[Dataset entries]
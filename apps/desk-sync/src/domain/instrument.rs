//! Instrument Directory
//!
//! Tradable instruments loaded once per exchange at startup, with
//! bidirectional lookup between symbol keys and instrument tokens.

use std::collections::HashMap;

use chrono::NaiveDate;
use rust_decimal::Decimal;

use super::symbol::{InstrumentToken, SymbolKey};

/// One row of an exchange's instrument dump.
#[derive(Debug, Clone, PartialEq)]
pub struct Instrument {
    /// Streaming token.
    pub token: InstrumentToken,
    /// Exchange-assigned token.
    pub exchange_token: u32,
    /// Trading symbol (`INFY`, `NIFTY25JAN24000CE`).
    pub tradingsymbol: String,
    /// Display name.
    pub name: String,
    /// Expiry date for derivatives.
    pub expiry: Option<NaiveDate>,
    /// Strike price for options.
    pub strike: Decimal,
    /// Minimum price increment.
    pub tick_size: Decimal,
    /// Contract lot size.
    pub lot_size: u32,
    /// `EQ`, `FUT`, `CE`, `PE`.
    pub instrument_type: String,
    /// Segment (`NSE`, `NFO-OPT`, ...).
    pub segment: String,
    /// Exchange (`NSE`, `NFO`, ...).
    pub exchange: String,
}

impl Instrument {
    /// Symbol key for this instrument.
    #[must_use]
    pub fn symbol_key(&self) -> Option<SymbolKey> {
        SymbolKey::from_parts(&self.exchange, &self.tradingsymbol)
    }
}

/// Bidirectional symbol ↔ token lookup.
///
/// Built once before the sync loop starts and read-only afterwards.
#[derive(Debug, Default, Clone)]
pub struct InstrumentDirectory {
    by_symbol: HashMap<SymbolKey, InstrumentToken>,
    by_token: HashMap<InstrumentToken, SymbolKey>,
    per_exchange: HashMap<String, usize>,
}

impl InstrumentDirectory {
    /// Empty directory.
    #[must_use]
    pub fn new() -> Self {
        Self::default()
    }

    /// Add an exchange's instruments, keyed under `exchange`.
    ///
    /// Returns the number of instruments indexed. A later load of the same
    /// symbol replaces the earlier mapping.
    pub fn insert_exchange(&mut self, exchange: &str, instruments: &[Instrument]) -> usize {
        let mut indexed = 0;
        for instrument in instruments {
            let Some(key) = SymbolKey::from_parts(exchange, &instrument.tradingsymbol) else {
                continue;
            };
            if let Some(previous) = self.by_symbol.insert(key.clone(), instrument.token) {
                self.by_token.remove(&previous);
            }
            self.by_token.insert(instrument.token, key);
            indexed += 1;
        }
        *self
            .per_exchange
            .entry(exchange.trim().to_uppercase())
            .or_insert(0) += indexed;
        indexed
    }

    /// Token for a symbol key.
    #[must_use]
    pub fn resolve(&self, symbol: &SymbolKey) -> Option<InstrumentToken> {
        self.by_symbol.get(symbol).copied()
    }

    /// Symbol key for a token.
    #[must_use]
    pub fn symbol_for(&self, token: InstrumentToken) -> Option<&SymbolKey> {
        self.by_token.get(&token)
    }

    /// Number of indexed symbols.
    #[must_use]
    pub fn len(&self) -> usize {
        self.by_symbol.len()
    }

    /// Whether nothing was loaded.
    #[must_use]
    pub fn is_empty(&self) -> bool {
        self.by_symbol.is_empty()
    }

    /// Instruments indexed per exchange.
    #[must_use]
    pub const fn exchange_counts(&self) -> &HashMap<String, usize> {
        &self.per_exchange
    }
}

#[cfg(test)]
mod tests {
    use rust_decimal_macros::dec;

    use super::*;

    fn equity(token: u32, exchange: &str, symbol: &str) -> Instrument {
        Instrument {
            token: InstrumentToken::new(token),
            exchange_token: token >> 8,
            tradingsymbol: symbol.to_string(),
            name: symbol.to_string(),
            expiry: None,
            strike: Decimal::ZERO,
            tick_size: dec!(0.05),
            lot_size: 1,
            instrument_type: "EQ".to_string(),
            segment: exchange.to_string(),
            exchange: exchange.to_string(),
        }
    }

    #[test]
    fn resolves_both_directions() {
        let mut directory = InstrumentDirectory::new();
        let indexed = directory.insert_exchange(
            "NSE",
            &[equity(408_065, "NSE", "INFY"), equity(2_953_217, "NSE", "TCS")],
        );
        assert_eq!(indexed, 2);

        let infy = SymbolKey::parse("NSE:INFY").unwrap();
        assert_eq!(directory.resolve(&infy), Some(InstrumentToken::new(408_065)));
        assert_eq!(
            directory.symbol_for(InstrumentToken::new(2_953_217)).map(SymbolKey::as_str),
            Some("NSE:TCS")
        );
        assert_eq!(directory.exchange_counts().get("NSE"), Some(&2));
    }

    #[test]
    fn unknown_symbols_do_not_resolve() {
        let mut directory = InstrumentDirectory::new();
        directory.insert_exchange("NSE", &[equity(408_065, "NSE", "INFY")]);
        assert!(directory.resolve(&SymbolKey::parse("BSE:INFY").unwrap()).is_none());
        assert!(directory.symbol_for(InstrumentToken::new(1)).is_none());
    }

    #[test]
    fn same_symbol_reload_replaces_token() {
        let mut directory = InstrumentDirectory::new();
        directory.insert_exchange("NSE", &[equity(1, "NSE", "INFY")]);
        directory.insert_exchange("NSE", &[equity(2, "NSE", "INFY")]);
        assert_eq!(directory.len(), 1);
        assert!(directory.symbol_for(InstrumentToken::new(1)).is_none());
        assert!(directory.symbol_for(InstrumentToken::new(2)).is_some());
    }
}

Work order
Lines after the one containing "#[derive(Debug, Clone, PartialEq)]" are not wanted; repeat exactly each line above from the first up to and including it.

Solution to this exercise
filename apps/desk-sync/src/domain/instrument.rs
//! Instrument Directory
//!
//! Tradable instruments loaded once per exchange at startup, with
//! bidirectional lookup between symbol keys and instrument tokens.

use std::collections::HashMap;

use chrono::NaiveDate;
use rust_decimal::Decimal;

use super::symbol::{InstrumentToken, SymbolKey};

/// One row of an exchange's instrument dump.
#[derive(Debug, Clone, PartialEq)]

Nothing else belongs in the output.